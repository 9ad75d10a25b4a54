// ============================================================
// Layer 2 — TrainUseCase
// ============================================================
// Orchestrates a training run in order:
//
//   Step 1: Load train + test reviews      (Layer 4 - data)
//   Step 2: Build the word dictionary      (Layer 4 - data)
//   Step 3: Encode both splits             (Layer 4 - data)
//   Step 4: Seed the backend, build model  (Layer 5 - ml)
//   Step 5: Train with the early-stop hook (Layer 5 - ml)
//   Step 6: Make sure parameters are saved (Layer 6 - infra)
//
// The hook is tuned for quick CI runs: it stops after a couple of
// steps, or as soon as test accuracy clears a low bar.

use anyhow::Result;
use burn::tensor::backend::AutodiffBackend;
use serde::{Deserialize, Serialize};

use crate::data::{
    dataset::SentimentDataset,
    loader::ImdbLoader,
    vocab::{WordDict, DEFAULT_CUTOFF},
};
use crate::domain::traits::{ReviewSource, Split};
use crate::error::{SentimentError, SentimentResult};
use crate::infra::{
    checkpoint::ParamStore,
    metrics::{Metrics, MetricsLogger, Phase},
};
use crate::ml::{
    backend::{dispatch, Place, PlaceTask},
    model::{StackedLstmConfig, BATCH_SIZE, CLASS_DIM, EMB_DIM, HID_DIM, STACKED_NUM},
    trainer::{adagrad, EventHandler, TrainContext, TrainEvent, TrainOptions, Trainer, DEFAULT_LEARNING_RATE},
};

pub const DEFAULT_SAVE_DIR: &str = "understand_sentiment_stacked_lstm.inference.model";
pub const DEFAULT_DATA_DIR: &str = "data/aclImdb";

// ─── Training Configuration ──────────────────────────────────────────────────
#[derive(Debug, Clone, Serialize, Deserialize)]
pub struct TrainConfig {
    pub data_dir:        String,
    pub save_dir:        String,
    pub batch_size:      usize,
    pub num_epochs:      usize,
    pub lr:              f64,
    pub emb_dim:         usize,
    pub hid_dim:         usize,
    pub stacked_num:     usize,
    pub class_dim:       usize,
    pub word_cutoff:     usize,
    /// Save and stop once this many steps have run; 0 disables the cap
    pub max_steps:       usize,
    pub target_accuracy: f64,
    pub shuffle_seed:    u64,
    pub seed:            u64,
}

impl Default for TrainConfig {
    fn default() -> Self {
        Self {
            data_dir:        DEFAULT_DATA_DIR.to_string(),
            save_dir:        DEFAULT_SAVE_DIR.to_string(),
            batch_size:      BATCH_SIZE,
            num_epochs:      1,
            lr:              DEFAULT_LEARNING_RATE,
            emb_dim:         EMB_DIM,
            hid_dim:         HID_DIM,
            stacked_num:     STACKED_NUM,
            class_dim:       CLASS_DIM,
            word_cutoff:     DEFAULT_CUTOFF,
            max_steps:       2,
            target_accuracy: 0.2,
            shuffle_seed:    42,
            seed:            90,
        }
    }
}

impl TrainConfig {
    pub fn model_config(&self, dict_dim: usize) -> StackedLstmConfig {
        StackedLstmConfig::new(dict_dim)
            .with_class_dim(self.class_dim)
            .with_emb_dim(self.emb_dim)
            .with_hid_dim(self.hid_dim)
            .with_stacked_num(self.stacked_num)
    }
}

/// What a finished run looked like.
#[derive(Debug, Clone, PartialEq)]
pub struct TrainReport {
    pub steps:            usize,
    pub epochs_completed: usize,
    pub stopped_early:    bool,
    pub dict_len:         usize,
    pub last_train:       Option<Metrics>,
    pub last_test:        Option<Metrics>,
}

// ─── Early-stop hook ─────────────────────────────────────────────────────────
pub struct EarlyStopHandler<'a> {
    test_set:        &'a SentimentDataset,
    dict:            &'a WordDict,
    store:           &'a ParamStore,
    logger:          MetricsLogger,
    batch_size:      usize,
    max_steps:       usize,
    target_accuracy: f64,
    saved:           bool,
    last_test:       Option<Metrics>,
}

impl<'a> EarlyStopHandler<'a> {
    pub fn new(
        cfg:      &TrainConfig,
        test_set: &'a SentimentDataset,
        dict:     &'a WordDict,
        store:    &'a ParamStore,
    ) -> Result<Self> {
        Ok(Self {
            test_set,
            dict,
            store,
            logger: MetricsLogger::new(store.dir())?,
            batch_size: cfg.batch_size,
            max_steps: cfg.max_steps,
            target_accuracy: cfg.target_accuracy,
            saved: false,
            last_test: None,
        })
    }

    pub fn saved(&self) -> bool {
        self.saved
    }

    pub fn last_test(&self) -> Option<Metrics> {
        self.last_test
    }

    fn save_and_stop<B: AutodiffBackend>(&mut self, ctx: &mut TrainContext<'_, B>) -> Result<()> {
        ctx.save_params(self.store, self.dict)?;
        self.saved = true;
        ctx.stop();
        Ok(())
    }
}

impl<B: AutodiffBackend> EventHandler<B> for EarlyStopHandler<'_> {
    fn handle(&mut self, event: &TrainEvent, ctx: &mut TrainContext<'_, B>) -> Result<()> {
        match *event {
            TrainEvent::EndStep { epoch, step, metrics } => {
                println!(
                    "Step {}, Epoch {} Metrics [{}, {}]",
                    step, epoch, metrics.avg_cost, metrics.acc
                );
                self.logger.log(Phase::Train, epoch, Some(step), &metrics)?;

                if metrics.is_nan() {
                    return Err(SentimentError::NanLoss.into());
                }
                if self.max_steps > 0 && step + 1 == self.max_steps {
                    tracing::info!("Reached {} steps, saving and stopping", self.max_steps);
                    self.save_and_stop(ctx)?;
                }
            }
            TrainEvent::EndEpoch { epoch } => {
                let m = ctx.test(self.test_set, self.batch_size)?;
                self.last_test = Some(m);
                println!("avg_cost: {}", m.avg_cost);
                println!("acc     : {}", m.acc);
                self.logger.log(Phase::Test, epoch, None, &m)?;

                if judge_epoch(epoch, &m, self.target_accuracy)? == EpochVerdict::SaveAndStop {
                    self.save_and_stop(ctx)?;
                }
            }
            _ => {}
        }
        Ok(())
    }
}

/// What to do after the end-of-epoch test.
#[derive(Debug, Clone, Copy, PartialEq, Eq)]
pub enum EpochVerdict {
    SaveAndStop,
    Continue,
}

/// Accuracy above `target_accuracy` wins regardless of cost; otherwise a
/// NaN test cost fails the run.
pub fn judge_epoch(
    epoch:           usize,
    m:               &Metrics,
    target_accuracy: f64,
) -> SentimentResult<EpochVerdict> {
    if m.acc > target_accuracy {
        tracing::info!(
            "Test accuracy {:.4} above {:.4}, saving and stopping",
            m.acc,
            target_accuracy
        );
        return Ok(EpochVerdict::SaveAndStop);
    }

    println!(
        "BatchID {}, Test Loss {:.2}, Acc {:.2}",
        epoch + 1,
        m.avg_cost,
        m.acc
    );
    if m.is_nan() {
        return Err(SentimentError::NanLoss);
    }
    Ok(EpochVerdict::Continue)
}

// ─── TrainUseCase ─────────────────────────────────────────────────────────────
pub struct TrainUseCase {
    config: TrainConfig,
}

impl TrainUseCase {
    pub fn new(config: TrainConfig) -> Self {
        Self { config }
    }

    /// Train on `place`; `None` when the place is not compiled in.
    pub fn execute(&self, place: Place) -> Result<Option<TrainReport>> {
        tracing::info!("Training on {}", place);
        dispatch(place, self)
    }

    /// Full pipeline against any review source on backend `B`.
    pub fn execute_on<B: AutodiffBackend, S: ReviewSource>(
        &self,
        source: &S,
        device: B::Device,
    ) -> Result<TrainReport> {
        let cfg = &self.config;

        // ── Step 1: Load reviews ─────────────────────────────────────────────
        let train_reviews = source.load(Split::Train)?;
        let test_reviews  = source.load(Split::Test)?;

        // ── Step 2: Word dictionary over both splits ─────────────────────────
        let dict = WordDict::build(
            train_reviews.iter().chain(test_reviews.iter()),
            cfg.word_cutoff,
        );
        tracing::info!("Word dictionary: {} entries", dict.len());

        // ── Step 3: Encode ───────────────────────────────────────────────────
        let train_set = SentimentDataset::from_reviews(&train_reviews, &dict);
        let test_set  = SentimentDataset::from_reviews(&test_reviews, &dict);
        tracing::info!(
            "Encoded {} train / {} test reviews",
            train_set.sample_count(),
            test_set.sample_count()
        );

        // ── Step 4: Model and optimiser ──────────────────────────────────────
        B::seed(cfg.seed);
        let model_config = cfg.model_config(dict.len());
        let mut trainer = Trainer::<B, _>::new(model_config, adagrad::<B>(), cfg.lr, device)?;

        // ── Step 5: Train ────────────────────────────────────────────────────
        let store = ParamStore::new(&cfg.save_dir);
        let mut handler = EarlyStopHandler::new(cfg, &test_set, &dict, &store)?;
        let opts = TrainOptions {
            num_epochs:   cfg.num_epochs,
            batch_size:   cfg.batch_size,
            shuffle_seed: cfg.shuffle_seed,
        };
        let summary = trainer.train(&opts, train_set, &mut handler)?;

        // ── Step 6: Always leave parameters behind for inference ─────────────
        if !handler.saved() {
            store.save(trainer.model(), trainer.config(), &dict)?;
        }

        Ok(TrainReport {
            steps:            summary.steps,
            epochs_completed: summary.epochs_completed,
            stopped_early:    summary.stopped_early,
            dict_len:         dict.len(),
            last_train:       summary.last_metrics,
            last_test:        handler.last_test(),
        })
    }
}

impl PlaceTask for &TrainUseCase {
    type Output = TrainReport;

    fn run<B: AutodiffBackend>(self, device: B::Device) -> Result<TrainReport> {
        let source = ImdbLoader::new(&self.config.data_dir);
        self.execute_on::<B, _>(&source, device)
    }
}

#[cfg(test)]
mod tests {
    use super::*;
    use crate::data::loader::fixtures::write_imdb_tree;
    use burn::backend::{
        ndarray::{NdArray, NdArrayDevice},
        Autodiff,
    };
    use std::path::Path;

    type TestBackend = Autodiff<NdArray>;

    fn tiny_config(data: &Path, save: &Path) -> TrainConfig {
        TrainConfig {
            data_dir:    data.display().to_string(),
            save_dir:    save.display().to_string(),
            batch_size:  4,
            emb_dim:     8,
            hid_dim:     16,
            word_cutoff: 0,
            ..TrainConfig::default()
        }
    }

    fn run(cfg: TrainConfig) -> TrainReport {
        let source = ImdbLoader::new(&cfg.data_dir);
        TrainUseCase::new(cfg)
            .execute_on::<TestBackend, _>(&source, NdArrayDevice::Cpu)
            .unwrap()
    }

    #[test]
    fn test_step_cap_saves_and_stops() {
        let tmp = tempfile::tempdir().unwrap();
        write_imdb_tree(&tmp.path().join("aclImdb"));
        let save = tmp.path().join("params");

        let report = run(tiny_config(&tmp.path().join("aclImdb"), &save));
        assert_eq!(report.steps, 2);
        assert!(report.stopped_early);
        assert!(ParamStore::new(&save).exists());

        let csv = std::fs::read_to_string(save.join("metrics.csv")).unwrap();
        assert_eq!(csv.lines().count(), 3);
    }

    #[test]
    fn test_accuracy_target_stops_after_epoch() {
        let tmp = tempfile::tempdir().unwrap();
        write_imdb_tree(&tmp.path().join("aclImdb"));
        let save = tmp.path().join("params");

        let cfg = TrainConfig {
            max_steps:       0,
            num_epochs:      3,
            target_accuracy: -1.0,
            ..tiny_config(&tmp.path().join("aclImdb"), &save)
        };
        let report = run(cfg);

        assert_eq!(report.epochs_completed, 1);
        assert!(report.stopped_early);
        let test = report.last_test.unwrap();
        assert!(test.avg_cost.is_finite());
        assert!((0.0..=1.0).contains(&test.acc));
        assert!(ParamStore::new(&save).exists());
    }

    #[test]
    fn test_saves_even_when_no_stop_condition_fires() {
        let tmp = tempfile::tempdir().unwrap();
        write_imdb_tree(&tmp.path().join("aclImdb"));
        let save = tmp.path().join("params");

        let cfg = TrainConfig {
            max_steps:       0,
            target_accuracy: 2.0,
            ..tiny_config(&tmp.path().join("aclImdb"), &save)
        };
        let report = run(cfg);

        assert!(!report.stopped_early);
        assert_eq!(report.epochs_completed, 1);
        assert!(ParamStore::new(&save).exists());
    }

    #[test]
    fn test_dictionary_covers_both_splits() {
        let tmp = tempfile::tempdir().unwrap();
        write_imdb_tree(&tmp.path().join("aclImdb"));
        let save = tmp.path().join("params");

        let report = run(tiny_config(&tmp.path().join("aclImdb"), &save));
        let dict = ParamStore::new(&save).load_word_dict().unwrap();
        assert_eq!(dict.len(), report.dict_len);
        assert!(dict.get("great").is_some());
        assert!(dict.get("awful").is_some());
    }

    #[test]
    fn test_nan_step_loss_aborts() {
        let tmp = tempfile::tempdir().unwrap();
        let store = ParamStore::new(tmp.path());
        let dict = WordDict::from_words(vec!["good".into()]);
        let test_set = SentimentDataset::new(vec![]);
        let cfg = TrainConfig::default();
        let mut handler = EarlyStopHandler::new(&cfg, &test_set, &dict, &store).unwrap();

        let device = NdArrayDevice::Cpu;
        let model_config = StackedLstmConfig::new(dict.len()).with_emb_dim(4).with_hid_dim(8);
        let model = model_config.init::<TestBackend>(&device);
        let mut stopped = false;
        let mut ctx = TrainContext::new(&model, &model_config, &device, &mut stopped);

        let event = TrainEvent::EndStep {
            epoch:   0,
            step:    0,
            metrics: Metrics::new(f64::NAN, 0.5),
        };
        let err = EventHandler::<TestBackend>::handle(&mut handler, &event, &mut ctx).unwrap_err();
        assert_eq!(err.to_string(), "got NaN loss, training failed.");
        assert!(!handler.saved());
    }

    #[test]
    fn test_nan_test_cost_below_target_aborts() {
        let m = Metrics::new(f64::NAN, 0.1);
        assert_eq!(judge_epoch(0, &m, 0.2), Err(SentimentError::NanLoss));
        assert_eq!(
            anyhow::Error::from(judge_epoch(0, &m, 0.2).unwrap_err()).to_string(),
            "got NaN loss, training failed."
        );
    }

    #[test]
    fn test_epoch_verdicts() {
        assert_eq!(
            judge_epoch(0, &Metrics::new(0.6, 0.55), 0.2),
            Ok(EpochVerdict::SaveAndStop)
        );
        assert_eq!(
            judge_epoch(1, &Metrics::new(0.7, 0.1), 0.2),
            Ok(EpochVerdict::Continue)
        );
        // accuracy target met, cost is not inspected
        assert_eq!(
            judge_epoch(0, &Metrics::new(f64::NAN, 0.5), 0.2),
            Ok(EpochVerdict::SaveAndStop)
        );
    }

    #[test]
    fn test_missing_corpus_is_an_error() {
        let tmp = tempfile::tempdir().unwrap();
        let cfg = tiny_config(&tmp.path().join("nope"), &tmp.path().join("params"));
        let source = ImdbLoader::new(&cfg.data_dir);
        assert!(TrainUseCase::new(cfg)
            .execute_on::<TestBackend, _>(&source, NdArrayDevice::Cpu)
            .is_err());
    }
}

####

### [TRY IT]
Print exactly the lines from the beginning of the entries through the line with "pub const DEFAULT_DATA_DIR: &str". Output nothing more.

### [SOLVED EXERCISE]
repository 9ad75d10a25b4a54
// ============================================================
// Layer 2 — TrainUseCase
// ============================================================
// Orchestrates a training run in order:
//
//   Step 1: Load train + test reviews      (Layer 4 - data)
//   Step 2: Build the word dictionary      (Layer 4 - data)
//   Step 3: Encode both splits             (Layer 4 - data)
//   Step 4: Seed the backend, build model  (Layer 5 - ml)
//   Step 5: Train with the early-stop hook (Layer 5 - ml)
//   Step 6: Make sure parameters are saved (Layer 6 - infra)
//
// The hook is tuned for quick CI runs: it stops after a couple of
// steps, or as soon as test accuracy clears a low bar.

use anyhow::Result;
use burn::tensor::backend::AutodiffBackend;
use serde::{Deserialize, Serialize};

use crate::data::{
    dataset::SentimentDataset,
    loader::ImdbLoader,
    vocab::{WordDict, DEFAULT_CUTOFF},
};
use crate::domain::traits::{ReviewSource, Split};
use crate::error::{SentimentError, SentimentResult};
use crate::infra::{
    checkpoint::ParamStore,
    metrics::{Metrics, MetricsLogger, Phase},
};
use crate::ml::{
    backend::{dispatch, Place, PlaceTask},
    model::{StackedLstmConfig, BATCH_SIZE, CLASS_DIM, EMB_DIM, HID_DIM, STACKED_NUM},
    trainer::{adagrad, EventHandler, TrainContext, TrainEvent, TrainOptions, Trainer, DEFAULT_LEARNING_RATE},
};

pub const DEFAULT_SAVE_DIR: &str = "understand_sentiment_stacked_lstm.inference.model";
pub const DEFAULT_DATA_DIR: &str = "data/aclImdb";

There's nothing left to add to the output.